To achieve a successful clinical application of this method, many challenges are still to be overcome. Firstly, an extended analysis on a larger number of patients is required, including also a stricter validation protocol with quantitative comparison on FFR at precise locations. Secondly, we notice that values of FFR close to the clinical threshold value of 0.8 are particularly critical to estimate, since even small errors in the simulation results (due for example to possible errors in geometry reconstruction) can lead to stenosis misclassifications. In this context, a higher number of vessels with invasive FFR close to the threshold value of 0.8 would provide a very solid benchmark.

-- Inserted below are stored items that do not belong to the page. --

/// Commands that express all permissible world mutations.
#[derive(Clone, Debug, PartialEq)]
pub enum Command {
    /// Adds a simulated participant while the run waits in the lobby.
    Join,
    /// Replaces the held movement directions of a player.
    SetMovement {
        /// Player whose movement state changes.
        player: PlayerIndex,
        /// Directions currently held by the player.
        movement: Movement,
    },
    /// Requests a single shot from the player's weapon.
    Fire {
        /// Player pulling the trigger.
        player: PlayerIndex,
    },
    /// Requests activation of the player's ultimate ability.
    ActivateUltimate {
        /// Player attempting the activation.
        player: PlayerIndex,
    },
    /// Abandons the run and hands control back to the menu.
    ExitToMenu,
    /// Advances the simulation clock by the provided delta time.
    Tick {
        /// Duration of simulated time that elapsed since the previous tick.
        dt: Duration,
    },
}
//! Pixel surface types shared by the rasterizer and the exporter.

use image::{Rgba, RgbaImage};

/// Edge length of the square favicon canvas, in pixels.
pub const CANVAS_SIZE: u32 = 32;

/// Font size used for the glyph, in canvas units.
pub const FONT_SIZE: u32 = 20;

/// Font family list used for the glyph, bold weight.
pub const FONT_FAMILY: &str = "Arial, sans-serif";

/// A 2D size in pixel units.
#[derive(Debug, Clone, Copy, PartialEq, Eq, Default)]
pub struct SizePx {
    pub width: u32,
    pub height: u32,
}

impl SizePx {
    pub fn new(width: u32, height: u32) -> Self {
        Self { width, height }
    }

    /// The fixed favicon canvas size.
    pub fn canvas() -> Self {
        Self::new(CANVAS_SIZE, CANVAS_SIZE)
    }

    /// Returns true if width equals height.
    pub fn is_square(&self) -> bool {
        self.width == self.height
    }

    /// Returns the geometric center of the area.
    pub fn center(&self) -> (f32, f32) {
        (self.width as f32 / 2.0, self.height as f32 / 2.0)
    }
}

/// An immutable RGBA grid holding one rasterized glyph.
///
/// A buffer is produced once per request by the
/// [`GlyphRasterizer`](crate::GlyphRasterizer) and consumed by the
/// [`Exporter`](crate::Exporter). There is no way to mutate the pixels after
/// construction.
#[derive(Debug, Clone, PartialEq)]
pub struct PixelBuffer {
    data: RgbaImage,
}

impl PixelBuffer {
    /// Wraps a finished surface.
    pub fn new(data: RgbaImage) -> Self {
        Self { data }
    }

    /// Returns the pixel dimensions of the buffer.
    pub fn dimensions(&self) -> SizePx {
        SizePx::new(self.data.width(), self.data.height())
    }

    /// Returns the pixel at `(x, y)`.
    ///
    /// # Panics
    ///
    /// Panics if the coordinates are out of bounds.
    pub fn pixel(&self, x: u32, y: u32) -> Rgba<u8> {
        *self.data.get_pixel(x, y)
    }

    /// Returns the four corner pixels in the order top-left, top-right,
    /// bottom-left, bottom-right.
    pub fn corners(&self) -> [Rgba<u8>; 4] {
        let right = self.data.width().saturating_sub(1);
        let bottom = self.data.height().saturating_sub(1);
        [
            self.pixel(0, 0),
            self.pixel(right, 0),
            self.pixel(0, bottom),
            self.pixel(right, bottom),
        ]
    }

    /// Returns the underlying image.
    pub fn as_image(&self) -> &RgbaImage {
        &self.data
    }

    /// Consumes the buffer and returns the underlying image.
    pub fn into_image(self) -> RgbaImage {
        self.data
    }
}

Thirdly, segmentation of the large arteries is a critical step in terms of accuracy (FFR is very sensitive to geometric inaccuracies) and operational time. Our approach is based on semi-automated strategies that are susceptible to inter-operator variability, requiring a good level of user expertise and significant operational time (in the order of few hours per patient). Automated and standardized segmentation strategies are therefore highly desirable. Compared to already established approaches in the field such as the HeartFlow analysis [8], our approach has the major advantage of expanding the simulation to the blood flow at the tissue level, which holds a high prognostic power, as demonstrated by recent clinical studies [28]. We believe that the tools proposed in this work represent a crucial step towards an integrated and predictive analysis of blood flow both at the level of the large arteries and in its distribution in the microcirculation.

The study presented in this work has some methodological limitations:

  • The dispersion in the clinical data regarding rest-stress pressure values is rather high. A covariate analysis with more clinical parameters may improve the consistency of the method;

  • Although different clinical conditions were included in the patients population, more cases are required to improve the consistency of the results;

  • A direct validation, using invasively measured pressure recordings, would provide a solid benchmark for the absolute accuracy of the proposed strategy.